(Saved data entries)
- - - - - - -
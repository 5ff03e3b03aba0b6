//! Record Parsing Seam
//!
//! The chunk decoder does not interpret record payloads; it slices the
//! decoded value stream and hands each record's bytes to an injected
//! parser. [`ParseRecord`] is that seam.
//!
//! ## Implementations
//! - `Chain` / `Bytes` / `Vec<u8>`: identity parsers for callers that
//!   want raw bytes. `Chain` and `Bytes` stay zero-copy where the
//!   decoded values allow it.
//! - [`WireRecord`]: validates that the record is a structurally
//!   well-formed wire-format message before accepting it. A record that
//!   fails validation produces a record-local error, which the chunk
//!   decoder can `recover()` past.

use bytes::Bytes;

use crate::chain::Chain;
use crate::error::Result;
use crate::wire;

/// A destination that a decoded record's bytes are parsed into.
///
/// Implementations must either fully accept `data` or fail without
/// retaining it. Failures should be [`crate::Error::InvalidRecord`] so
/// the chunk decoder treats them as recoverable.
pub trait ParseRecord {
    fn parse_from(&mut self, data: Chain) -> Result<()>;
}

impl ParseRecord for Chain {
    fn parse_from(&mut self, data: Chain) -> Result<()> {
        *self = data;
        Ok(())
    }
}

impl ParseRecord for Bytes {
    fn parse_from(&mut self, data: Chain) -> Result<()> {
        *self = data.to_bytes();
        Ok(())
    }
}

impl ParseRecord for Vec<u8> {
    fn parse_from(&mut self, data: Chain) -> Result<()> {
        self.clear();
        for block in data.blocks() {
            self.extend_from_slice(block);
        }
        Ok(())
    }
}

/// A record validated to be a well-formed wire-format message.
#[derive(Debug, Clone, Default, PartialEq, Eq)]
pub struct WireRecord {
    bytes: Bytes,
}

impl WireRecord {
    pub fn bytes(&self) -> &Bytes {
        &self.bytes
    }

    pub fn into_bytes(self) -> Bytes {
        self.bytes
    }
}

impl ParseRecord for WireRecord {
    fn parse_from(&mut self, data: Chain) -> Result<()> {
        let bytes = data.to_bytes();
        wire::validate_message(&bytes)?;
        self.bytes = bytes;
        Ok(())
    }
}

#[cfg(test)]
mod tests {
    use super::*;
    use crate::error::Error;

    #[test]
    fn test_chain_parser_identity() {
        let mut out = Chain::new();
        out.parse_from(Chain::from(Bytes::from("abc"))).unwrap();
        assert_eq!(out, b"abc".as_slice());
    }

    #[test]
    fn test_bytes_parser() {
        let mut out = Bytes::new();
        out.parse_from(Chain::from(Bytes::from("payload"))).unwrap();
        assert_eq!(out, Bytes::from("payload"));
    }

    #[test]
    fn test_vec_parser_replaces_contents() {
        let mut out = vec![9u8; 4];
        out.parse_from(Chain::from(Bytes::from("xy"))).unwrap();
        assert_eq!(out, b"xy");
    }

    #[test]
    fn test_wire_record_accepts_valid() {
        // field 1 varint 42, field 2 "hi"
        let data = Bytes::from(vec![0x08, 0x2A, 0x12, 0x02, b'h', b'i']);
        let mut out = WireRecord::default();
        out.parse_from(Chain::from(data.clone())).unwrap();
        assert_eq!(out.bytes(), &data);
    }

    #[test]
    fn test_wire_record_accepts_empty() {
        let mut out = WireRecord::default();
        out.parse_from(Chain::new()).unwrap();
        assert!(out.bytes().is_empty());
    }

    #[test]
    fn test_wire_record_rejects_invalid() {
        let mut out = WireRecord::default();
        let err = out
            .parse_from(Chain::from(Bytes::from_static(b"a")))
            .unwrap_err();
        assert!(err.is_record_local());
        assert!(matches!(err, Error::InvalidRecord(_)));
        // Rejected data is not retained
        assert!(out.bytes().is_empty());
    }
}
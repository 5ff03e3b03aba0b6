//! Baler Chunk Codecs
//!
//! This crate implements the chunk layer of the baler record container
//! format: encoding batches of records into chunks and decoding chunks
//! back into records.
//!
//! ## Architecture Overview
//!
//! ```text
//! ┌──────────────────┐
//! │     Records      │
//! └────────┬─────────┘
//!          │
//!          ▼
//! ┌──────────────────────────────┐
//! │ SimpleEncoder /              │
//! │ TransposeEncoder             │
//! │ - length-prefixed or         │
//! │   columnar layout            │
//! │ - per-chunk compression      │
//! └────────┬─────────────────────┘
//!          │ Chunk { header, data }
//!          ▼
//! ┌──────────────────────────────┐
//! │ Container (out of scope:     │
//! │ framing, checksums, I/O)     │
//! └────────┬─────────────────────┘
//!          │ Chunk { header, data }
//!          ▼
//! ┌──────────────────────────────┐
//! │ ChunkDecoder                 │
//! │ - tag dispatch + validation  │
//! │ - field projection           │
//! │ - per-record framing         │
//! │ - record-local recovery      │
//! └────────┬─────────────────────┘
//!          │
//!          ▼
//! ┌──────────────────┐
//! │     Records      │
//! └──────────────────┘
//! ```
//!
//! ## Main Components
//!
//! - [`ChunkDecoder`]: decodes any chunk kind, serves records by index,
//!   and separates record-local failures (skippable via `recover()`)
//!   from structural ones (chunk rejected)
//! - [`SimpleEncoder`]: compact length-prefixed layout
//! - [`TransposeEncoder`]: columnar layout for wire-format message
//!   records, enabling better compression and [`FieldProjection`]-based
//!   selective decoding
//! - [`compression`]: the closed per-chunk codec set (None, Brotli,
//!   Zstd, Snappy)

pub mod compression;
mod config;
mod decoder;
mod projection;
mod simple;
mod transpose;

pub use compression::CompressionKind;
pub use config::EncoderOptions;
pub use decoder::ChunkDecoder;
pub use projection::{FieldPath, FieldProjection};
pub use simple::SimpleEncoder;
pub use transpose::TransposeEncoder;

pub use baler_core::chunk::{Chunk, ChunkHeader, ChunkType};
pub use baler_core::{Chain, Error, ParseRecord, Result, WireRecord};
- - - - - - -
▶ TASK TO COMPLETE
Copy out, word for word, the part of the entries above that begins at the line with "fn parse_from(&mut self, data: Chain) -> Result<()>;" and ends at the line with "let mut out = Chain::new();", including both.

▶ OUTPUT OF THE EXERCISE
    fn parse_from(&mut self, data: Chain) -> Result<()>;
}

impl ParseRecord for Chain {
    fn parse_from(&mut self, data: Chain) -> Result<()> {
        *self = data;
        Ok(())
    }
}

impl ParseRecord for Bytes {
    fn parse_from(&mut self, data: Chain) -> Result<()> {
        *self = data.to_bytes();
        Ok(())
    }
}

impl ParseRecord for Vec<u8> {
    fn parse_from(&mut self, data: Chain) -> Result<()> {
        self.clear();
        for block in data.blocks() {
            self.extend_from_slice(block);
        }
        Ok(())
    }
}

/// A record validated to be a well-formed wire-format message.
#[derive(Debug, Clone, Default, PartialEq, Eq)]
pub struct WireRecord {
    bytes: Bytes,
}

impl WireRecord {
    pub fn bytes(&self) -> &Bytes {
        &self.bytes
    }

    pub fn into_bytes(self) -> Bytes {
        self.bytes
    }
}

impl ParseRecord for WireRecord {
    fn parse_from(&mut self, data: Chain) -> Result<()> {
        let bytes = data.to_bytes();
        wire::validate_message(&bytes)?;
        self.bytes = bytes;
        Ok(())
    }
}

#[cfg(test)]
mod tests {
    use super::*;
    use crate::error::Error;

    #[test]
    fn test_chain_parser_identity() {
        let mut out = Chain::new();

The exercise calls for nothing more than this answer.